A written agreement entered into between the plaintiff and the defendant on August 9, 1902, contains a recital of the fact that on that day the defendant gave to the plaintiff $100 in part payment of the' claim of one hundred and sixty-two dollars and fifty cents ” of the plaintiff, “ for commissions and salary due ” him “ up to June 30, 1902, while in the employ of the ” defendant. It is argued that the plaintiff was therefore estopped to set up the present claim of $1,040. But the two claims are not identical and there is nothing in the recital from which it can be implied that the claim of $162.50 covered the plaintiff’s compensation for his entire services rendered prior to June 30. The correspondence which preceded the agreement and the testimony which is quoted in the second assignment of error show quite clearly that it did not. “ But evidence to explain the subject matter of an agreement, is essentially different from that which varies the terms in which the contract is conceived: ” Barnhart v. Riddle, 29 Pa. 92. But we do'not rest our decision on anything outside the paper itself. The claim therein referred to was for a certain sum which was due the plaintiff on or prior to June 30. The claim in suit is for an entirely different sum and there is no evidence that it was due under the terms of the agreement of February, 1902, when the agreement of August, 1902, was entered into. Even though there had been no explanatory evidence identifying the subject-matter of the recital, the court would not have been warranted in holding that it barred recovery of the claim in suit. It follows that the admission of such explanatory evidence did the defendant no harm; but we are not to be understood as holding that the admission of such evidence was erroneous.

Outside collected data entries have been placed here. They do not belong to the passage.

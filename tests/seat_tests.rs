use predicates::prelude::PredicateBooleanExt;
use predicates::str::contains;

mod common;
use common::{export_json, init_db_with_seats, sc, setup_test_db};

#[test]
fn test_init_creates_schema() {
    let db_path = setup_test_db("init_creates_schema");

    sc().args(["--db", &db_path, "--test", "init"])
        .assert()
        .success()
        .stdout(contains("Database initialized"));

    sc().args(["--db", &db_path, "log", "--print"])
        .assert()
        .success()
        .stdout(contains("migration_applied").and(contains("init")));
}

#[test]
fn test_edit_then_show() {
    let db_path = setup_test_db("edit_then_show");
    init_db_with_seats(&db_path);

    sc().args([
        "--db",
        &db_path,
        "edit",
        "0-1",
        "--memo",
        "window seat",
        "--color",
        "#FF4D4D",
        "--attendance",
        "absent",
        "-r",
        "2",
        "-c",
        "3",
    ])
    .assert()
    .success()
    .stdout(contains("Seat 0-1 saved"));

    sc().args(["--db", &db_path, "--plain", "show", "-r", "2", "-c", "3"])
        .assert()
        .success()
        .stdout(contains("Aiko").and(contains("Ben ")).and(contains("(1-0)")));

    sc().args(["--db", &db_path, "--plain", "show", "--details", "-r", "2", "-c", "3"])
        .assert()
        .success()
        .stdout(
            contains("window seat")
                .and(contains("#ff4d4d"))
                .and(contains("absent")),
        );
}

#[test]
fn test_edit_rejects_bad_input() {
    let db_path = setup_test_db("edit_rejects_bad_input");
    init_db_with_seats(&db_path);

    sc().args(["--db", &db_path, "edit", "0-0", "--color", "red", "-r", "2", "-c", "3"])
        .assert()
        .failure()
        .stderr(contains("Invalid color"));

    sc().args(["--db", &db_path, "edit", "4-4", "--name", "X", "-r", "2", "-c", "3"])
        .assert()
        .failure()
        .stderr(contains("4-4"));

    sc().args(["--db", &db_path, "edit", "0-0", "--attendance", "late", "-r", "2", "-c", "3"])
        .assert()
        .failure();

    // Nothing was written by the failed attempts.
    let rows = export_json(&db_path, "edit_rejects_bad_input");
    assert_eq!(rows[0]["name"], "Aiko");
    assert_eq!(rows[0]["color"], "#f0f0f0");
}

#[test]
fn test_swap_twice_restores() {
    let db_path = setup_test_db("swap_twice_restores");
    init_db_with_seats(&db_path);
    sc().args(["--db", &db_path, "edit", "0-0", "--attendance", "other", "-r", "2", "-c", "3"])
        .assert()
        .success();

    let before = export_json(&db_path, "swap_twice_before");

    sc().args(["--db", &db_path, "swap", "0-0", "1-2", "-r", "2", "-c", "3"])
        .assert()
        .success()
        .stdout(contains("swapped"));

    let swapped = export_json(&db_path, "swap_twice_mid");
    assert_eq!(swapped[0]["name"], "Chloe");
    assert_eq!(swapped[5]["name"], "Aiko");
    // Attendance stays with the seat.
    assert_eq!(swapped[0]["attendance"], "other");

    sc().args(["--db", &db_path, "swap", "1-2", "0-0", "-r", "2", "-c", "3"])
        .assert()
        .success();

    assert_eq!(export_json(&db_path, "swap_twice_after"), before);
}

#[test]
fn test_swap_with_itself_is_a_noop() {
    let db_path = setup_test_db("swap_with_itself");
    init_db_with_seats(&db_path);

    sc().args(["--db", &db_path, "swap", "0-1", "0-1", "-r", "2", "-c", "3"])
        .assert()
        .success()
        .stdout(contains("stays"));
}

#[test]
fn test_shuffle_with_seed_is_reproducible() {
    let a = setup_test_db("shuffle_seed_a");
    let b = setup_test_db("shuffle_seed_b");
    init_db_with_seats(&a);
    init_db_with_seats(&b);

    for db in [&a, &b] {
        sc().args(["--db", db, "shuffle", "--seed", "42", "-r", "2", "-c", "3"])
            .assert()
            .success()
            .stdout(contains("Shuffled 6 seats"));
    }

    let rows_a = export_json(&a, "shuffle_seed_a");
    assert_eq!(rows_a, export_json(&b, "shuffle_seed_b"));

    let mut names: Vec<String> = rows_a
        .as_array()
        .unwrap()
        .iter()
        .map(|r| r["name"].as_str().unwrap().to_string())
        .filter(|n| !n.is_empty())
        .collect();
    names.sort();
    assert_eq!(names, ["Aiko", "Ben", "Chloe"]);
}

#[test]
fn test_reset_is_scoped_to_namespace() {
    let db_path = setup_test_db("reset_scoped");
    init_db_with_seats(&db_path);

    for ns in ["seat1", "seat10"] {
        sc().args([
            "--db", &db_path, "-n", ns, "edit", "0-0", "--name", ns, "-r", "2", "-c", "3",
        ])
        .assert()
        .success();
    }

    sc().args(["--db", &db_path, "-n", "seat1", "reset", "--yes", "-r", "2", "-c", "3"])
        .assert()
        .success()
        .stdout(contains("Removed"));

    sc().args(["--db", &db_path, "-n", "seat1", "--plain", "show", "-r", "2", "-c", "3"])
        .assert()
        .success()
        .stdout(contains("[(0-0)"));

    sc().args(["--db", &db_path, "-n", "seat10", "--plain", "show", "-r", "2", "-c", "3"])
        .assert()
        .success()
        .stdout(contains("[seat10"));
}

#[test]
fn test_reset_declined_keeps_data() {
    let db_path = setup_test_db("reset_declined");
    init_db_with_seats(&db_path);

    sc().args(["--db", &db_path, "reset", "-r", "2", "-c", "3"])
        .write_stdin("n\n")
        .assert()
        .success()
        .stdout(contains("cancelled"));

    assert_eq!(export_json(&db_path, "reset_declined")[0]["name"], "Aiko");
}

#[test]
fn test_orphaned_seats_come_back() {
    let db_path = setup_test_db("orphaned_seats");
    init_db_with_seats(&db_path);

    sc().args(["--db", &db_path, "--plain", "show", "-r", "1", "-c", "1"])
        .assert()
        .success()
        .stdout(contains("Aiko").and(contains("Chloe").not()));

    sc().args(["--db", &db_path, "--plain", "show", "-r", "2", "-c", "3"])
        .assert()
        .success()
        .stdout(contains("Chloe"));
}

#[test]
fn test_invalid_dimensions_give_an_empty_grid() {
    let db_path = setup_test_db("invalid_dimensions");
    init_db_with_seats(&db_path);

    sc().args(["--db", &db_path, "--plain", "show", "-r", "abc", "-c", "3"])
        .assert()
        .success()
        .stdout(contains("(empty grid)"));
}

#[test]
fn test_invalid_namespace_is_rejected() {
    let db_path = setup_test_db("invalid_namespace");
    init_db_with_seats(&db_path);

    sc().args(["--db", &db_path, "-n", "seat-1", "show"])
        .assert()
        .failure();
}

The counsel for the appellant correctly say that the question at issue was whether the plaintiff had performed the work *28required by the contract to entitle him to a commission. In the -trial of that issue the defendant had a right to introduce evidence that the order was not secured by the plaintiff but was secured by Jacobson entirely without the aid of information derived by him from or through the plaintiff or defendant. This was permitted ; and we can see no error in rejecting the defendant’s offer to show by Jacobson that the company had paid him for securing the order. As the case stood at the time the offer was made, it was immaterial.

All the assignments of error are overruled and the judgment is affirmed.